Down to the last line, print the material below verbatim.
======== Stored data ========
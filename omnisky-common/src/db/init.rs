//! Database initialization
//!
//! Opens (creating if needed) the SQLite store and brings its schema up to
//! date before any component touches it.

use crate::Result;
use sqlx::sqlite::{SqliteConnectOptions, SqliteJournalMode, SqlitePoolOptions};
use sqlx::SqlitePool;
use std::path::Path;
use std::time::Duration;
use tracing::info;

/// SQLite busy timeout applied to every pooled connection
pub const BUSY_TIMEOUT: Duration = Duration::from_millis(5000);

/// Open the database pool without touching the schema
///
/// Pragmas are set through connect options so that every pooled connection
/// carries them, not only the first one.
pub async fn open_pool(db_path: &Path, max_connections: u32) -> Result<SqlitePool> {
    if let Some(parent) = db_path.parent() {
        std::fs::create_dir_all(parent)?;
    }

    let options = SqliteConnectOptions::new()
        .filename(db_path)
        .create_if_missing(true)
        .foreign_keys(true)
        .journal_mode(SqliteJournalMode::Wal)
        .busy_timeout(BUSY_TIMEOUT);

    let pool = SqlitePoolOptions::new()
        .max_connections(max_connections)
        .min_connections(1)
        .connect_with(options)
        .await?;

    Ok(pool)
}

/// Initialize database connection and apply pending migrations
pub async fn init_database(db_path: &Path) -> Result<SqlitePool> {
    let newly_created = !db_path.exists();

    let pool = open_pool(db_path, 10).await?;

    if newly_created {
        info!("Initialized new database: {}", db_path.display());
    } else {
        info!("Opened existing database: {}", db_path.display());
    }

    super::migrations::run_migrations(&pool).await?;

    Ok(pool)
}

#[cfg(test)]
mod tests {
    use super::*;
    use tempfile::TempDir;

    #[tokio::test]
    async fn test_init_creates_database_and_schema() {
        let dir = TempDir::new().unwrap();
        let db_path = dir.path().join("nested").join("omnisky.db");

        let pool = init_database(&db_path).await.unwrap();
        assert!(db_path.exists());

        let tables: i64 = sqlx::query_scalar(
            "SELECT COUNT(*) FROM sqlite_master WHERE type='table' AND name IN ('artifacts', 'telemetry')",
        )
        .fetch_one(&pool)
        .await
        .unwrap();
        assert_eq!(tables, 2);
    }

    #[tokio::test]
    async fn test_reopen_is_idempotent() {
        let dir = TempDir::new().unwrap();
        let db_path = dir.path().join("omnisky.db");

        let pool = init_database(&db_path).await.unwrap();
        pool.close().await;

        let pool = init_database(&db_path).await.unwrap();
        let versions = super::super::migrations::applied_versions(&pool).await.unwrap();
        assert_eq!(versions, vec![1, 2]);
    }

    #[tokio::test]
    async fn test_foreign_keys_enforced_on_every_connection() {
        let dir = TempDir::new().unwrap();
        let pool = init_database(&dir.path().join("omnisky.db")).await.unwrap();

        let result = sqlx::query(
            "INSERT INTO events_radio (artifact_id, timestamp, label, score) VALUES (9999, '2024-01-01T00:00:00.000Z', 'X', 0.0)",
        )
        .execute(&pool)
        .await;
        assert!(result.is_err());
    }
}
//! # OmniSky Common Library
//!
//! Shared code for the OmniSky ingest daemon and its tooling:
//! - Error and result types
//! - Root folder resolution and TOML configuration loading
//! - SQLite pool initialization and ordered schema migrations
//! - Timestamp helpers

pub mod config;
pub mod db;
pub mod error;
pub mod time;

pub use error::{Error, Result};
//! Daemon control plane
//!
//! - `resource_monitor`: CPU / RAM / process probes
//! - `control`: pause decisions with cooldown hysteresis
//! - `control_file`: operator pause/resume through `control.json`
//! - `runner`: the periodic loop feeding discovery into the pipeline

pub mod control;
pub mod control_file;
pub mod resource_monitor;
pub mod runner;

pub use control::{Clock, DaemonControl, DaemonDecision, DaemonState, ManualClock, SystemClock};
pub use control_file::{ControlFile, DesiredState};
pub use resource_monitor::{ProcfsProbe, ResourceProbe, ResourceSample};
pub use runner::{recover_previous_run, DaemonRunner};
========
# Response to the exercise
filename omnisky-common/src/db/init.rs
//! Database initialization
//!
//! Opens (creating if needed) the SQLite store and brings its schema up to
//! date before any component touches it.

use crate::Result;
use sqlx::sqlite::{SqliteConnectOptions, SqliteJournalMode, SqlitePoolOptions};
use sqlx::SqlitePool;
use std::path::Path;
use std::time::Duration;
use tracing::info;

/// SQLite busy timeout applied to every pooled connection
pub const BUSY_TIMEOUT: Duration = Duration::from_millis(5000);

/// Open the database pool without touching the schema
///
/// Pragmas are set through connect options so that every pooled connection
/// carries them, not only the first one.
pub async fn open_pool(db_path: &Path, max_connections: u32) -> Result<SqlitePool> {
    if let Some(parent) = db_path.parent() {
        std::fs::create_dir_all(parent)?;
    }

    let options = SqliteConnectOptions::new()
        .filename(db_path)
        .create_if_missing(true)
        .foreign_keys(true)
        .journal_mode(SqliteJournalMode::Wal)
        .busy_timeout(BUSY_TIMEOUT);

    let pool = SqlitePoolOptions::new()
        .max_connections(max_connections)
        .min_connections(1)
        .connect_with(options)
        .await?;

    Ok(pool)
}

/// Initialize database connection and apply pending migrations
pub async fn init_database(db_path: &Path) -> Result<SqlitePool> {
    let newly_created = !db_path.exists();

    let pool = open_pool(db_path, 10).await?;

    if newly_created {
        info!("Initialized new database: {}", db_path.display());
    } else {
        info!("Opened existing database: {}", db_path.display());
    }

    super::migrations::run_migrations(&pool).await?;

    Ok(pool)
}

#[cfg(test)]
mod tests {
    use super::*;
    use tempfile::TempDir;

    #[tokio::test]
    async fn test_init_creates_database_and_schema() {
        let dir = TempDir::new().unwrap();
        let db_path = dir.path().join("nested").join("omnisky.db");

        let pool = init_database(&db_path).await.unwrap();
        assert!(db_path.exists());

        let tables: i64 = sqlx::query_scalar(
            "SELECT COUNT(*) FROM sqlite_master WHERE type='table' AND name IN ('artifacts', 'telemetry')",
        )
        .fetch_one(&pool)
        .await
        .unwrap();
        assert_eq!(tables, 2);
    }

    #[tokio::test]
    async fn test_reopen_is_idempotent() {
        let dir = TempDir::new().unwrap();
        let db_path = dir.path().join("omnisky.db");

        let pool = init_database(&db_path).await.unwrap();
        pool.close().await;

        let pool = init_database(&db_path).await.unwrap();
        let versions = super::super::migrations::applied_versions(&pool).await.unwrap();
        assert_eq!(versions, vec![1, 2]);
    }

    #[tokio::test]
    async fn test_foreign_keys_enforced_on_every_connection() {
        let dir = TempDir::new().unwrap();
        let pool = init_database(&dir.path().join("omnisky.db")).await.unwrap();

        let result = sqlx::query(
            "INSERT INTO events_radio (artifact_id, timestamp, label, score) VALUES (9999, '2024-01-01T00:00:00.000Z', 'X', 0.0)",
        )
        .execute(&pool)
        .await;
        assert!(result.is_err());
    }
}
//! # OmniSky Common Library
//!
//! Shared code for the OmniSky ingest daemon and its tooling:
//! - Error and result types
//! - Root folder resolution and TOML configuration loading
//! - SQLite pool initialization and ordered schema migrations
//! - Timestamp helpers

pub mod config;
pub mod db;
pub mod error;
pub mod time;

pub use error::{Error, Result};
//! Daemon control plane
//!
//! - `resource_monitor`: CPU / RAM / process probes
//! - `control`: pause decisions with cooldown hysteresis
//! - `control_file`: operator pause/resume through `control.json`
//! - `runner`: the periodic loop feeding discovery into the pipeline

pub mod control;
pub mod control_file;
pub mod resource_monitor;
pub mod runner;

pub use control::{Clock, DaemonControl, DaemonDecision, DaemonState, ManualClock, SystemClock};
pub use control_file::{ControlFile, DesiredState};
pub use resource_monitor::{ProcfsProbe, ResourceProbe, ResourceSample};
pub use runner::{recover_previous_run, DaemonRunner};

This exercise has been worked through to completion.